Tucker Carlson is Working Among All Ages, Because He's Not Supposed to

This week, it was announced that Tucker Carlson Tonight recorded the highest-rated quarter for a cable news show ever. That statistic was overlooked by Fox News detractors who claim the channel’s audience is old, dying off, and not built for the future. That has long been the narrative for the channel. No one is going to deny the channel has millions of viewers over 60. However, the data quickly debunks the notion that the channel and its hosts are not popular with the younger, key demographics. It states the opposite. 

As was the case in total viewership, Fox News led by Carlson, dwarfed the competition in the 25-54 demo.



For some context, Carlson's average is more than what sports shows, which tend to have a younger audience, draw in total viewership.

The demographic of adults ages 25-54 is the primary focus for most advertisers. The age group is deemed impressionable to new products by cable news sponsors. If you think the viewership is backloaded, chop off the last five years and extend the criteria down to 18. Carlson won the valued 18-48 demographic by an equitable margin.

Here are a few of my thoughts:

Another loss for Twitter.

Executives are led to believe that the two demographics are highly influenced by Twitter and other social media platforms. Carlson, the media's biggest star, provided a brutal counterpunch to that belief.

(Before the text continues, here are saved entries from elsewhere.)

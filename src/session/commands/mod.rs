//! Command engine: explicit registration over a `Command` capability,
//! no reflection. Generalized from the teacher's `llm::registry::ToolRegistry`
//! (register builder over `HashMap<String, Arc<dyn T>>`), retargeted from
//! tool execution to in-band session command execution.

pub mod builtin;
pub mod parser;

use std::collections::HashMap;
use std::sync::Arc;

use crate::session::state::SessionState;

/// A stateful command: receives the typed capability `&mut SessionState`
/// and never touches the HTTP layer, per the session & command engine
/// contract. Stateless commands (`help`, `hello`) simply ignore it.
pub trait Command: Send + Sync {
    fn name(&self) -> &'static str;
    fn execute(&self, args: &HashMap<String, String>, state: &mut SessionState) -> Result<String, String>;
}

#[derive(Debug, Clone)]
pub struct CommandResult {
    pub command: String,
    pub success: bool,
    pub message: String,
}

pub struct CommandEngine {
    commands: HashMap<String, Arc<dyn Command>>,
}

impl CommandEngine {
    pub fn new() -> Self {
        Self {
            commands: HashMap::new(),
        }
    }

    pub fn register<C: Command + 'static>(mut self, command: C) -> Self {
        self.commands.insert(command.name().to_string(), Arc::new(command));
        self
    }

    /// The builtin set described in the session & command engine spec.
    pub fn with_builtins() -> Self {
        use builtin::*;
        Self::new()
            .register(SetCommand)
            .register(RouteDefineCommand)
            .register(RouteDeleteCommand)
            .register(RouteListCommand)
            .register(RouteAppendCommand)
            .register(RoutePrependCommand)
            .register(RouteClearCommand)
            .register(OneoffCommand)
            .register(ReasoningCommand)
            .register(HelpCommand)
            .register(HelloCommand)
            .register(PwdCommand)
    }

    /// Parse and apply every command in `content` (the last user
    /// message), left to right, each seeing the prior one's mutations.
    /// Returns the stripped forwardable text, the mutated state, and one
    /// `CommandResult` per command token encountered.
    pub fn process(
        &self,
        content: &str,
        prefix: &str,
        state: &SessionState,
    ) -> (String, SessionState, Vec<CommandResult>) {
        let (remaining, parsed) = parser::strip_and_parse(content, prefix);
        let mut state = state.clone();
        let mut results = Vec::with_capacity(parsed.len());

        for cmd in parsed {
            if cmd.malformed {
                results.push(CommandResult {
                    command: cmd.name.clone(),
                    success: false,
                    message: format!("malformed arguments for command '{}'", cmd.name),
                });
                continue;
            }
            match self.commands.get(&cmd.name) {
                Some(handler) => match handler.execute(&cmd.args, &mut state) {
                    Ok(message) => results.push(CommandResult {
                        command: cmd.name,
                        success: true,
                        message,
                    }),
                    Err(message) => results.push(CommandResult {
                        command: cmd.name,
                        success: false,
                        message,
                    }),
                },
                None => results.push(CommandResult {
                    command: cmd.name.clone(),
                    success: false,
                    message: format!("unknown command: {}", cmd.name),
                }),
            }
        }

        (remaining, state, results)
    }
}

impl Default for CommandEngine {
    fn default() -> Self {
        Self::with_builtins()
    }
}

/// Render a concatenation of command results into a single assistant
/// message, used when a request is command-only (no forwardable
/// content remains after stripping).
pub fn render_command_only_response(results: &[CommandResult]) -> String {
    results
        .iter()
        .map(|r| {
            if r.success {
                format!("[{}] {}", r.command, r.message)
            } else {
                format!("[{}] error: {}", r.command, r.message)
            }
        })
        .collect::<Vec<_>>()
        .join("\n")
}

#[cfg(test)]
mod tests {
    use super::*;

    #[test]
    fn set_command_mutates_state() {
        let engine = CommandEngine::with_builtins();
        let state = SessionState::new("!/");
        let (remaining, next, results) =
            engine.process("!/set(model=openai:gpt-4)", "!/", &state);
        assert_eq!(remaining, "");
        assert_eq!(next.model_override.as_deref(), Some("openai:gpt-4"));
        assert_eq!(results.len(), 1);
        assert!(results[0].success);
    }

    #[test]
    fn unknown_command_reports_error_and_is_stripped() {
        let engine = CommandEngine::with_builtins();
        let state = SessionState::new("!/");
        let (remaining, _next, results) = engine.process("!/bogus(x=1)", "!/", &state);
        assert_eq!(remaining, "");
        assert!(!results[0].success);
    }

    #[test]
    fn plain_text_has_no_commands() {
        let engine = CommandEngine::with_builtins();
        let state = SessionState::new("!/");
        let (remaining, _next, results) = engine.process("just a question", "!/", &state);
        assert_eq!(remaining, "just a question");
        assert!(results.is_empty());
    }

    #[test]
    fn later_commands_see_earlier_mutations() {
        let engine = CommandEngine::with_builtins();
        let state = SessionState::new("!/");
        let (_remaining, next, _results) = engine.process(
            "!/set(project=demo) !/pwd",
            "!/",
            &state,
        );
        assert_eq!(next.project.as_deref(), Some("demo"));
    }
}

Carlson tweets once or twice a week. He sent just one tweet in the entire month of April, a month he dominated the competition in. He excels absent of the microphone his competition views as a necessity to capture the demographics he just won.

His head-to-head MSNBC competitor Chris Hayes' timeline is updated by the minute. Hayes is beloved, retweeted, and praised. Young adults look for him to make sense of it all, the indication is. Yet, he ranks higher in total viewership, which includes all ages. He's a lackluster 23rd overall in the younger 18-49 demo. Rachel Maddow, with her 10 million Twitter followers, is an even more influential voice online. You'd think she is the one who resonates with the younger audience. Not really. Maddow, too, ranks lower with the younger audience (12) than she does in total (6th).

Twitter is good for pushing content for bloggers and podcast hosts. It's not time well spent for TV and radio hosts.

MSNBC has an age problem.

All of cable news dips once you take away the viewers over 60. But the concern is not with Fox News, it's with MSNBC. In the two key demographics, MSNBC didn't have a single show in the top 10. It had two in the top 10 among total viewership. The Carlson-led Fox News owned the first six and five spots in the 25-54 and 18-49 demographics, respectively.

MSNBC is falling far behind CNN with the younger population, as well. Seven CNN shows made the top 20 with adults 25-54; only one MSNBC show, Maddow at 11, made it. The results are similar among adults 18-49. In the top 20, CNN held a seven-to-two advantage over MSNBC.

This says the younger generation is seeking the opposite of what they are fed online. They are going to Fox News for that, and CNN for news. MSNBC is what you find on Twitter, it's what is mistakenly provided on sports TV, and what you must say to fit in with the elites. All that sounds cushy, and it is initially. Then, the numbers come in and you find out it doesn't work among the viewers the networks are determined to attract.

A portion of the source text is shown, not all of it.